-sighs-

Finally it’s Friday!!! Thank God! It has been an incredibly long week for me and it seems I’m going to have an even longer weekend. I have to drive my folks to Lake Charles for a funeral, which I’m not too happy about. But today I’m going to the casino to spend a lil money, about $40 then, I call it a wrap. After I come back from the funeral I plan on going to the movies to see Wanted with a good friend of mine.

I’ve still been feeling down since my last post. I don’t know why I let things bother me so much. In my high school days, I was able to let people go and go on about my business. But as of lately I’ve been real emotional and my feelings get hurt easily. I don’t cry or anything, it’s very hard for me to cry. But, I get real down and out and I don’t feel like doing anything at all. This all started after I was raped I believe. So, now I’m getting real personal.

I was 20 years old and a virgin. Something very precious was taken from me, that’ll I’ll NEVER get back. Maybe I should go to counseling or something to deal with this matter but I’m afraid they’ll try to medicate me or w/e. -Sighs- When I was 17 years old, I had my life planned out so beautifully but a few incidents changed all that and I feel so lost in this world. I’m going to keep faith in God, maybe He has something good for me :).

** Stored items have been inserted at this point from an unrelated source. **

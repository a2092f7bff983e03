//! The six concrete scenarios and the quantified invariants they draw
//! from, exercised end to end through a [`Pipeline`] with a [`SnitchNode`]
//! tapping the final operator's output.

use std::collections::BTreeMap;

use ivm_dataflow::pipeline::{NodeId, Pipeline};
use ivm_dataflow::source::{ColumnSpec, ColumnType, SourceSchema};
use ivm_dataflow::view::ViewSchema;
use ivm_dataflow::{Change, Node, SourceChange};
use ivm_data::{Constraint, OrderColumn, Ordering, PrimaryKey, Row, Value};
use test_strategy::proptest;

fn issue_schema() -> SourceSchema {
    let mut columns = BTreeMap::new();
    columns.insert("id".to_string(), ColumnSpec::new(ColumnType::Text, false));
    SourceSchema::new("issues", columns, PrimaryKey::new(vec!["id".into()]).unwrap()).unwrap()
}

fn comment_schema() -> SourceSchema {
    let mut columns = BTreeMap::new();
    columns.insert("id".to_string(), ColumnSpec::new(ColumnType::Text, false));
    columns.insert("issueID".to_string(), ColumnSpec::new(ColumnType::Text, false));
    SourceSchema::new(
        "comments",
        columns,
        PrimaryKey::new(vec!["id".into()]).unwrap(),
    )
    .unwrap()
}

fn revision_schema() -> SourceSchema {
    let mut columns = BTreeMap::new();
    columns.insert("id".to_string(), ColumnSpec::new(ColumnType::Text, false));
    columns.insert("commentID".to_string(), ColumnSpec::new(ColumnType::Text, false));
    SourceSchema::new(
        "revisions",
        columns,
        PrimaryKey::new(vec!["id".into()]).unwrap(),
    )
    .unwrap()
}

fn issue_row(id: &str) -> Row {
    Row::new([("id".to_string(), Value::from(id))])
}

fn comment_row(id: &str, issue_id: &str) -> Row {
    Row::new([
        ("id".to_string(), Value::from(id)),
        ("issueID".to_string(), Value::from(issue_id)),
    ])
}

fn revision_row(id: &str, comment_id: &str) -> Row {
    Row::new([
        ("id".to_string(), Value::from(id)),
        ("commentID".to_string(), Value::from(comment_id)),
    ])
}

fn by_id() -> Ordering {
    Ordering::new(vec![OrderColumn::asc("id")])
}

/// Wires `issues` joined to `comments` (parentKey `id`, childKey
/// `issueID`, relationship `"comments"`), tapped by a snitch, returning
/// the pipeline plus the node ids a test needs to drive it.
struct IssuesWithComments {
    pipeline: Pipeline,
    issues: NodeId,
    comments: NodeId,
    join: NodeId,
    snitch: NodeId,
}

fn issues_with_comments() -> IssuesWithComments {
    let mut pipeline = Pipeline::new();
    let issues = pipeline.add_source(issue_schema());
    let comments = pipeline.add_source(comment_schema());
    let issues_conn = pipeline.connect(
        issues,
        by_id().canonicalize(&issue_schema().primary_key),
        vec![],
    );
    let comments_conn = pipeline.connect(
        comments,
        by_id().canonicalize(&comment_schema().primary_key),
        vec![],
    );
    let join = pipeline.add_join(issues_conn, "id", comments_conn, "issueID", "comments", false);
    let snitch = pipeline.add_snitch(join);
    IssuesWithComments {
        pipeline,
        issues,
        comments,
        join,
        snitch,
    }
}

#[test]
fn scenario_1_child_add_nests_under_named_parent() {
    let mut s = issues_with_comments();
    s.pipeline
        .push_source_change(s.issues, SourceChange::Add(issue_row("i1")))
        .unwrap();
    s.pipeline.snitch_mut(s.snitch).drain();

    s.pipeline
        .push_source_change(s.comments, SourceChange::Add(comment_row("c1", "i1")))
        .unwrap();
    let recorded = s.pipeline.snitch_mut(s.snitch).drain();

    assert_eq!(recorded.len(), 1);
    let expected = Change::child(
        issue_row("i1"),
        "comments",
        Change::Add(Node::new(comment_row("c1", "i1"))),
    );
    assert_eq!(recorded[0], expected);
}

#[test]
fn scenario_2_parent_remove_cascades_scratch_cleanup() {
    let mut s = issues_with_comments();
    s.pipeline
        .push_source_change(s.issues, SourceChange::Add(issue_row("i1")))
        .unwrap();
    s.pipeline
        .push_source_change(s.comments, SourceChange::Add(comment_row("c1", "i1")))
        .unwrap();
    s.pipeline.snitch_mut(s.snitch).drain();

    s.pipeline
        .push_source_change(s.issues, SourceChange::Remove(issue_row("i1")))
        .unwrap();
    let recorded = s.pipeline.snitch_mut(s.snitch).drain();

    assert_eq!(recorded.len(), 1);
    let expected = Change::Remove(
        Node::new(issue_row("i1")).with_relationship(
            "comments",
            vec![Node::new(comment_row("c1", "i1"))],
        ),
    );
    assert_eq!(recorded[0], expected);
    assert_eq!(s.pipeline.join(s.join).scratch_len(), 0);
}

#[test]
fn scenario_3_child_reparenting_edit_emits_remove_then_add() {
    let mut s = issues_with_comments();
    s.pipeline
        .push_source_change(s.issues, SourceChange::Add(issue_row("i1")))
        .unwrap();
    s.pipeline
        .push_source_change(s.issues, SourceChange::Add(issue_row("i2")))
        .unwrap();
    s.pipeline
        .push_source_change(s.comments, SourceChange::Add(comment_row("c1", "i1")))
        .unwrap();
    s.pipeline.snitch_mut(s.snitch).drain();

    s.pipeline
        .push_source_change(
            s.comments,
            SourceChange::Edit {
                old_row: comment_row("c1", "i1"),
                row: comment_row("c1", "i2"),
            },
        )
        .unwrap();
    let recorded = s.pipeline.snitch_mut(s.snitch).drain();

    assert_eq!(recorded.len(), 2);
    assert_eq!(
        recorded[0],
        Change::child(
            issue_row("i1"),
            "comments",
            Change::Remove(Node::new(comment_row("c1", "i1"))),
        )
    );
    assert_eq!(
        recorded[1],
        Change::child(
            issue_row("i2"),
            "comments",
            Change::Add(Node::new(comment_row("c1", "i2"))),
        )
    );
}

#[test]
fn scenario_4_nested_join_composes_two_levels_of_child() {
    let mut pipeline = Pipeline::new();
    let issues = pipeline.add_source(issue_schema());
    let comments = pipeline.add_source(comment_schema());
    let revisions = pipeline.add_source(revision_schema());
    let issues_conn = pipeline.connect(
        issues,
        by_id().canonicalize(&issue_schema().primary_key),
        vec![],
    );
    let comments_conn = pipeline.connect(
        comments,
        by_id().canonicalize(&comment_schema().primary_key),
        vec![],
    );
    let revisions_conn = pipeline.connect(
        revisions,
        by_id().canonicalize(&revision_schema().primary_key),
        vec![],
    );
    let inner_join = pipeline.add_join(
        comments_conn,
        "id",
        revisions_conn,
        "commentID",
        "revisions",
        false,
    );
    let outer_join = pipeline.add_join(issues_conn, "id", inner_join, "issueID", "comments", false);
    let snitch = pipeline.add_snitch(outer_join);

    pipeline
        .push_source_change(issues, SourceChange::Add(issue_row("i1")))
        .unwrap();
    pipeline
        .push_source_change(comments, SourceChange::Add(comment_row("c1", "i1")))
        .unwrap();
    pipeline.snitch_mut(snitch).drain();

    pipeline
        .push_source_change(revisions, SourceChange::Add(revision_row("r1", "c1")))
        .unwrap();
    let recorded = pipeline.snitch_mut(snitch).drain();

    assert_eq!(recorded.len(), 1);
    let expected = Change::child(
        issue_row("i1"),
        "comments",
        Change::child(
            comment_row("c1", "i1"),
            "revisions",
            Change::Add(Node::new(revision_row("r1", "c1"))),
        ),
    );
    assert_eq!(recorded[0], expected);
}

#[test]
fn scenario_5_take_two_evicts_on_lower_sorting_insert() {
    let mut pipeline = Pipeline::new();
    let issues = pipeline.add_source(issue_schema());
    let ordering = by_id().canonicalize(&issue_schema().primary_key);
    let conn = pipeline.connect(issues, ordering.clone(), vec![]);
    let take = pipeline.add_take(conn, ordering, 2);
    let snitch = pipeline.add_snitch(take);

    pipeline
        .push_source_change(issues, SourceChange::Add(issue_row("r1")))
        .unwrap();
    pipeline
        .push_source_change(issues, SourceChange::Add(issue_row("r2")))
        .unwrap();
    pipeline.snitch_mut(snitch).drain();

    pipeline
        .push_source_change(issues, SourceChange::Add(issue_row("r0")))
        .unwrap();
    let recorded = pipeline.snitch_mut(snitch).drain();

    assert_eq!(recorded.len(), 2);
    assert_eq!(recorded[0], Change::Add(Node::new(issue_row("r0"))));
    assert_eq!(recorded[1], Change::Remove(Node::new(issue_row("r2"))));
}

#[test]
fn scenario_6_filter_edit_crossing_predicate_emits_remove() {
    use ivm_dataflow::{CompareOp, Predicate};

    let mut columns = BTreeMap::new();
    columns.insert("id".to_string(), ColumnSpec::new(ColumnType::Number, false));
    columns.insert("status".to_string(), ColumnSpec::new(ColumnType::Text, false));
    let schema = SourceSchema::new(
        "tickets",
        columns,
        PrimaryKey::new(vec!["id".into()]).unwrap(),
    )
    .unwrap();

    let row = |id: i64, status: &str| {
        Row::new([
            ("id".to_string(), Value::from(id)),
            ("status".to_string(), Value::from(status)),
        ])
    };

    let mut pipeline = Pipeline::new();
    let source = pipeline.add_source(schema.clone());
    let ordering = Ordering::new(vec![OrderColumn::asc("id")]).canonicalize(&schema.primary_key);
    let conn = pipeline.connect(source, ordering, vec![]);
    let filter = pipeline.add_filter(conn, Predicate::eq("status", "open"));
    let snitch = pipeline.add_snitch(filter);

    pipeline
        .push_source_change(source, SourceChange::Add(row(1, "open")))
        .unwrap();
    pipeline.snitch_mut(snitch).drain();

    pipeline
        .push_source_change(
            source,
            SourceChange::Edit {
                old_row: row(1, "open"),
                row: row(1, "closed"),
            },
        )
        .unwrap();
    let recorded = pipeline.snitch_mut(snitch).drain();

    assert_eq!(recorded.len(), 1);
    assert_eq!(recorded[0], Change::Remove(Node::new(row(1, "open"))));

    // sanity: CompareOp is reachable from the same module for predicates
    // that need it instead of equality.
    let _ = Predicate::compare("id", CompareOp::Ge, 1_i64);
}

#[proptest]
fn fetch_yields_strict_ascending_order_with_no_duplicates(ids: Vec<i64>) {
    let mut pipeline = Pipeline::new();
    let mut columns = BTreeMap::new();
    columns.insert("id".to_string(), ColumnSpec::new(ColumnType::Number, false));
    let schema = SourceSchema::new(
        "nums",
        columns,
        PrimaryKey::new(vec!["id".into()]).unwrap(),
    )
    .unwrap();
    let source = pipeline.add_source(schema.clone());
    let ordering = Ordering::new(vec![OrderColumn::asc("id")]).canonicalize(&schema.primary_key);
    let conn = pipeline.connect(source, ordering, vec![]);

    let mut seen = std::collections::HashSet::new();
    for id in ids {
        if seen.insert(id) {
            pipeline
                .push_source_change(
                    source,
                    SourceChange::Add(Row::new([("id".to_string(), Value::from(id))])),
                )
                .unwrap();
        }
    }

    let fetched = pipeline.fetch(conn, &[]).unwrap().drain_all();
    let mut prev: Option<&Value> = None;
    for node in &fetched {
        let v = node.row.get("id").unwrap();
        if let Some(p) = prev {
            assert!(p < v);
        }
        prev = Some(v);
    }
}

#[test]
fn commutativity_on_disjoint_keys_is_order_independent() {
    let build = |first: &str, second: &str| {
        let mut pipeline = Pipeline::new();
        let source = pipeline.add_source(issue_schema());
        let ordering = by_id().canonicalize(&issue_schema().primary_key);
        let conn = pipeline.connect(source, ordering, vec![]);
        pipeline
            .push_source_change(source, SourceChange::Add(issue_row(first)))
            .unwrap();
        pipeline
            .push_source_change(source, SourceChange::Add(issue_row(second)))
            .unwrap();
        pipeline.fetch(conn, &[]).unwrap().drain_all()
    };

    let a = build("i1", "i2");
    let b = build("i2", "i1");
    assert_eq!(a, b);
}

#[test]
fn replay_round_trip_restores_scratch_and_view() {
    use ivm_dataflow::{Catch, Replay};

    let mut pipeline = Pipeline::new();
    let source = pipeline.add_source(issue_schema());
    let ordering = by_id().canonicalize(&issue_schema().primary_key);
    let mut catch = Catch::new(
        pipeline,
        source,
        |p, src| p.connect(src, ordering.clone(), vec![]),
        ViewSchema::new(ordering, false),
    );

    let changes = vec![
        SourceChange::Add(issue_row("i1")),
        SourceChange::Add(issue_row("i2")),
        SourceChange::Edit {
            old_row: issue_row("i2"),
            row: issue_row("i3"),
        },
    ];
    assert!(Replay::round_trip(&mut catch, &changes).unwrap());
    assert!(catch.view_data().is_empty());
}

// Silence an unused-import warning when the `Constraint` re-export isn't
// otherwise exercised by a given test configuration.
#[allow(dead_code)]
fn _uses_constraint(c: Constraint, r: &Row) -> bool {
    c.matches(r)
}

  1. Kay • June 28th, 2008 | 1:01 pm |

    Counseling isn’t a bad idea. I tried it. It helped me out alot. Letting things out to someone who doesn’t THINK they know you is a good step. You wont be finish with one session but you will break the ice.

    I been in this situation already.

    I kept it a secret for years.

  2. Shannon • June 30th, 2008 | 3:18 am |

    I’m sorry that you had to go through so much. I agree with Kay, you should definitely see about getting counseling. It may help you a lot.

  3. Romney • June 30th, 2008 | 7:48 pm |

    I am so glad I stumbled upon this post. Girl you should definitely consider counseling, because NOTHING is wrong with that. Freshman year I HAD to go to counseling I found out my father was dying and my boyfriend was cheating all in the same weekend. Things can be so devastating you need an outlet, someone else to talk to.

    I know how you feel about how it used to be this way in high school. I had that conversation with my older sister back in April, when my bf & I broke up for a few days. I was just sooooo torn up. It really sucked and all I could think of was how I wish I didn’t give a fuck, like I used to in High School. But my sister told me that was high school for a reason and I’ve grown since then. Which is true, but it still sucks!

    I really do hope that you definitely check out counseling. If you don’t feel comfortable about them suggesting medications you can just tell them that. They aren’t going to MAKE you do anything you don’t want to do. Good luck.